For a long time my favorite film score composer has been Jerry Goldsmith. The man was extremely prolific and wrote a lot of really landmark film scores. He had, in my opinion, a unique and unmatched gift for setting a mood, if you know what I mean- he can capture the atmosphere of whatever film he's scoring and totally immerse you in it. IMO, he is easily ahead of John Williams, James Horner, and the other supposed top dogs of the film score industry. 

Some of my favorite scores from him:
Patton (my personal favorite film score)
Star Trek: First Contact
Alien
Rambo First Blood
Star Trek: The Motion Picture
Total Recall
Rudy
MacArthur

What do you think of Goldsmith's music?


----------



## Guest

Gordontrek said:


> For a long time my favorite film score composer has been Jerry Goldsmith. The man was extremely prolific and wrote a lot of really landmark film scores. He had, in my opinion, a unique and unmatched gift for setting a mood, if you know what I mean- he can capture the atmosphere of whatever film he's scoring and totally immerse you in it. IMO, he is easily ahead of John Williams, James Horner, and the other supposed top dogs of the film score industry.
> 
> Some of my favorite scores from him:
> Patton (my personal favorite film score)
> Star Trek: First Contact
> Alien
> Rambo First Blood
> Star Trek: The Motion Picture
> Total Recall
> Rudy
> MacArthur
> 
> What do you think of Goldsmith's music?

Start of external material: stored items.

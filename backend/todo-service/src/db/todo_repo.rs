/// To-do database operations
///
/// Update and delete are scoped to the owning username.
use crate::models::Todo;
use sqlx::PgPool;

pub async fn list_todos(pool: &PgPool) -> Result<Vec<Todo>, sqlx::Error> {
    sqlx::query_as::<_, Todo>("SELECT id, title, completed FROM todos ORDER BY id")
        .fetch_all(pool)
        .await
}

pub async fn find_todo(pool: &PgPool, id: i32) -> Result<Option<Todo>, sqlx::Error> {
    sqlx::query_as::<_, Todo>("SELECT id, title, completed FROM todos WHERE id = $1")
        .bind(id)
        .fetch_optional(pool)
        .await
}

pub async fn create_todo(
    pool: &PgPool,
    title: &str,
    completed: bool,
    owner_username: &str,
) -> Result<Todo, sqlx::Error> {
    sqlx::query_as::<_, Todo>(
        r#"
        INSERT INTO todos (title, completed, owner_username)
        VALUES ($1, $2, $3)
        RETURNING id, title, completed
        "#,
    )
    .bind(title)
    .bind(completed)
    .bind(owner_username)
    .fetch_one(pool)
    .await
}

/// Returns the number of rows changed; zero when the id is unknown or owned by someone else
pub async fn update_todo(
    pool: &PgPool,
    id: i32,
    owner_username: &str,
    title: &str,
    completed: bool,
) -> Result<u64, sqlx::Error> {
    let result = sqlx::query(
        r#"
        UPDATE todos
        SET title = $1, completed = $2
        WHERE id = $3 AND owner_username = $4
        "#,
    )
    .bind(title)
    .bind(completed)
    .bind(id)
    .bind(owner_username)
    .execute(pool)
    .await?;

    Ok(result.rows_affected())
}

pub async fn delete_todo(pool: &PgPool, id: i32, owner_username: &str) -> Result<u64, sqlx::Error> {
    let result = sqlx::query("DELETE FROM todos WHERE id = $1 AND owner_username = $2")
        .bind(id)
        .bind(owner_username)
        .execute(pool)
        .await?;

    Ok(result.rows_affected())
}
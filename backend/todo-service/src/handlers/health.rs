//! Readiness endpoint
use actix_web::{web, HttpResponse};
use serde_json::json;

use crate::AppState;

const SERVICE_NAME: &str = "todo-service";

pub async fn health(state: web::Data<AppState>) -> HttpResponse {
    let (status, body_status) = match sqlx::query("SELECT 1").execute(&state.db).await {
        Ok(_) => (actix_web::http::StatusCode::OK, "ok"),
        Err(e) => {
            tracing::warn!(error = %e, "health check failed");
            (actix_web::http::StatusCode::SERVICE_UNAVAILABLE, "unhealthy")
        }
    };

    HttpResponse::build(status).json(json!({
        "status": body_status,
        "service": SERVICE_NAME,
        "version": env!("CARGO_PKG_VERSION"),
    }))
}
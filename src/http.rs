//! The HTTP surface, a thin `axum` transport in front of
//! [`crate::engine::Engine`]: three routes plus a liveness probe.

use std::str::FromStr;
use std::sync::Arc;

use axum::extract::State;
use axum::http::StatusCode;
use axum::response::{IntoResponse, Response};
use axum::routing::{get, post};
use axum::{Json, Router};
use bitcoin::Txid;
use serde::{Deserialize, Serialize};
use serde_json::json;
use tracing::warn;

use crate::chain::traits::ChainClient;
use crate::domain::Mode;
use crate::engine::{CreatePaymentRequest, Engine};
use crate::error::CreatePaymentError;
use crate::notifier::Notifier;
use crate::price::PriceOracle;
use crate::store::{AccountStore, PaymentStore};

/// Structured JSON error response: invoice creation returns `{"error": ...}`
/// on rejection so the caller can render it directly.
pub enum AppError {
    BadRequest(String),
}

impl IntoResponse for AppError {
    fn into_response(self) -> Response {
        let (status, message) = match self {
            AppError::BadRequest(msg) => (StatusCode::BAD_REQUEST, msg),
        };
        (status, Json(json!({ "error": message }))).into_response()
    }
}

impl From<CreatePaymentError> for AppError {
    fn from(e: CreatePaymentError) -> Self {
        AppError::BadRequest(e.to_string())
    }
}

#[derive(Debug, Deserialize)]
#[serde(rename_all = "camelCase")]
pub struct CreatePaymentBody {
    pub price_amount: f64,
    pub price_currency: String,
    pub wallet: String,
    pub mode: String,
}

#[derive(Debug, Serialize)]
#[serde(rename_all = "camelCase")]
pub struct CreatePaymentResponse {
    pub payment_id: uuid::Uuid,
    pub price_amount: f64,
    pub price_currency: String,
    pub pay_address: String,
    pub pay_amount: String,
    pub pay_currency: &'static str,
    pub payment_state: String,
}

#[derive(Debug, Deserialize)]
#[serde(rename_all = "camelCase")]
pub struct WalletNotifyBody {
    pub tx_id: String,
    pub mode: String,
}

#[derive(Debug, Deserialize)]
#[serde(rename_all = "camelCase")]
pub struct BlockNotifyBody {
    #[allow(dead_code)]
    pub block_hash: String,
    pub mode: String,
}

/// Builds the router for one [`Engine`] instance, generic over its
/// collaborators the same way the engine itself is — concrete only at the
/// binary's `main`.
pub fn router<A, C, S, N, P>(engine: Arc<Engine<A, C, S, N, P>>) -> Router
where
    A: AccountStore + 'static,
    C: ChainClient + 'static,
    S: PaymentStore + 'static,
    N: Notifier + 'static,
    P: PriceOracle + 'static,
{
    Router::new()
        .route("/health", get(health))
        .route("/payment", post(create_payment::<A, C, S, N, P>))
        .route("/notify/wallet", post(notify_wallet::<A, C, S, N, P>))
        .route("/notify/block", post(notify_block::<A, C, S, N, P>))
        .with_state(engine)
}

async fn health() -> impl IntoResponse {
    StatusCode::OK
}

async fn create_payment<A, C, S, N, P>(
    State(engine): State<Arc<Engine<A, C, S, N, P>>>,
    Json(body): Json<CreatePaymentBody>,
) -> Result<(StatusCode, Json<CreatePaymentResponse>), AppError>
where
    A: AccountStore,
    C: ChainClient,
    S: PaymentStore,
    N: Notifier,
    P: PriceOracle,
{
    let created = engine
        .create_payment(CreatePaymentRequest {
            merchant_wallet: body.wallet,
            mode: body.mode,
            price_amount: body.price_amount,
            price_currency: body.price_currency,
        })
        .await?;

    let response = CreatePaymentResponse {
        payment_id: created.payment.id,
        price_amount: created.payment.price_amount,
        price_currency: created.payment.price_currency.to_string(),
        pay_address: created.account.address,
        pay_amount: created.payment.pay_amount.to_string(),
        pay_currency: "BTC",
        payment_state: "Waiting".to_string(),
    };
    Ok((StatusCode::CREATED, Json(response)))
}

/// Fire-and-forget: always 200, errors are logged inside the engine and
/// never surfaced to the caller.
async fn notify_wallet<A, C, S, N, P>(
    State(engine): State<Arc<Engine<A, C, S, N, P>>>,
    Json(body): Json<WalletNotifyBody>,
) -> StatusCode
where
    A: AccountStore,
    C: ChainClient,
    S: PaymentStore,
    N: Notifier,
    P: PriceOracle,
{
    let (Ok(mode), Ok(txid)) = (Mode::from_str(&body.mode), Txid::from_str(&body.tx_id)) else {
        warn!(mode = %body.mode, tx_id = %body.tx_id, "notify/wallet: unparseable body");
        return StatusCode::OK;
    };
    engine.handle_wallet_notify(mode, txid).await;
    StatusCode::OK
}

/// Fire-and-forget: always 200.
async fn notify_block<A, C, S, N, P>(
    State(engine): State<Arc<Engine<A, C, S, N, P>>>,
    Json(body): Json<BlockNotifyBody>,
) -> StatusCode
where
    A: AccountStore,
    C: ChainClient,
    S: PaymentStore,
    N: Notifier,
    P: PriceOracle,
{
    let Ok(mode) = Mode::from_str(&body.mode) else {
        warn!(mode = %body.mode, "notify/block: unparseable mode");
        return StatusCode::OK;
    };
    engine.handle_block_notify(mode).await;
    StatusCode::OK
}
#[cfg(test)]
mod tests {
    use std::sync::Once;

    use tracing_subscriber::{fmt, layer::SubscriberExt, util::SubscriberInitExt, EnvFilter};

    use crate::chain::test_utils::{get_bitcoind_and_client, mine_blocks};

    use super::*;

    fn init_tracing() {
        static INIT: Once = Once::new();
        INIT.call_once(|| {
            tracing_subscriber::registry()
                .with(fmt::layer())
                .with(EnvFilter::from_default_env())
                .try_init()
                .ok();
        });
    }

    #[tokio::test]
    async fn resolves_network_params_from_the_node() {
        init_tracing();
        let (_bitcoind, client) = get_bitcoind_and_client().await.unwrap();
        assert_eq!(client.network_params().network, bitcoin::Network::Regtest);
    }

    #[tokio::test]
    async fn list_unspent_for_address_sums_matured_coinbase() {
        init_tracing();
        let (bitcoind, client) = get_bitcoind_and_client().await.unwrap();

        let address = client.new_address().await.unwrap();
        mine_blocks(&bitcoind, 101, Some(address.clone().assume_checked())).unwrap();

        let unspent = client.list_unspent_for_address(&address, 1).await.unwrap();
        assert!(!unspent.is_empty());
        assert!(unspent.iter().all(|u| u.confirmations >= 1));
    }

    #[tokio::test]
    async fn estimate_smart_fee_has_no_data_on_a_fresh_regtest_chain() {
        init_tracing();
        let (_bitcoind, client) = get_bitcoind_and_client().await.unwrap();

        // A freshly started regtest node has no fee history, so Core reports
        // "insufficient data" and `feerate` comes back `None` — the caller
        // (not this client) is responsible for substituting a fallback rate.
        let estimate = client.estimate_smart_fee(6).await.unwrap();
        assert!(estimate.feerate.is_none());
    }

    #[tokio::test]
    async fn build_and_send_forward_pays_the_destination_and_returns_a_change_output() {
        init_tracing();
        let (bitcoind, client) = get_bitcoind_and_client().await.unwrap();

        let deposit_address = client.new_address().await.unwrap();
        mine_blocks(&bitcoind, 101, Some(deposit_address.clone().assume_checked())).unwrap();

        let destination = client.new_address().await.unwrap();
        let change_address = client.new_address().await.unwrap();

        let forward_amount = crate::amount::forward_amount(Sats(50 * 100_000_000), 99);
        let txid = client
            .build_and_send_forward(&deposit_address, &destination, forward_amount, &change_address, 1)
            .await
            .unwrap();

        let tx = client.get_transaction(&txid).await.unwrap();
        assert_eq!(tx.confirmations, 0, "not mined yet");

        mine_blocks(&bitcoind, 1, None).unwrap();
        let tx = client.get_transaction(&txid).await.unwrap();
        assert!(tx.confirmations >= 1);
    }
}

I like Goldsmith too, though the way his soundtrack for _Alien _was messed about, you can't be sure what you're getting is the composer's.

https://en.wikipedia.org/wiki/Alien_(soundtrack)


----------



## Bellinilover

As far as I can tell, he was a brilliant composer. I've known his scores for the classic _Twilight Zone_ TV series for a number of years now. My favorite score he wrote for _Zone_ was for the episode "Back There."


----------



## Metairie Road

Love Jerry Goldsmith's music. Without a doubt the best film music composer of all time.

Some of my Goldsmith favorites -

No matter how many times I hear the theme music from 'Chinatown' It still manages to send a chill down my spine.

*Chinatown 1974 - Opening Credits* 





*The Sand Pebbles 1966 - Overture* 





*The Trouble With Angels 1966 - A Pot Of Tea* 





Best wishes
Metairie Road


----------



## bharbeke

I won't say he's better or worse than the other top-tier composers in Hollywood. He has written some very fine music, including the previously mentioned Star Trek: First Contact score. Air Force One and Star Trek: Nemesis are also worthy scores.


----------



## severance68

Certainly among the top three composers to work in film and television.

My favorite Goldsmith cue of all:

In Harm's Way (1965): The Rock
(Originally planned as End of Act I - Intermission before the film's running time was cut.)


----------



## arpeggio

Many time it is worth watching a bad film because of the a Goldsmith score.

Years ago I read an interview of Goldsmith in Starlog Magazine when he state that his favorite score he composed was for _Twilight Zone_ Movie.


----------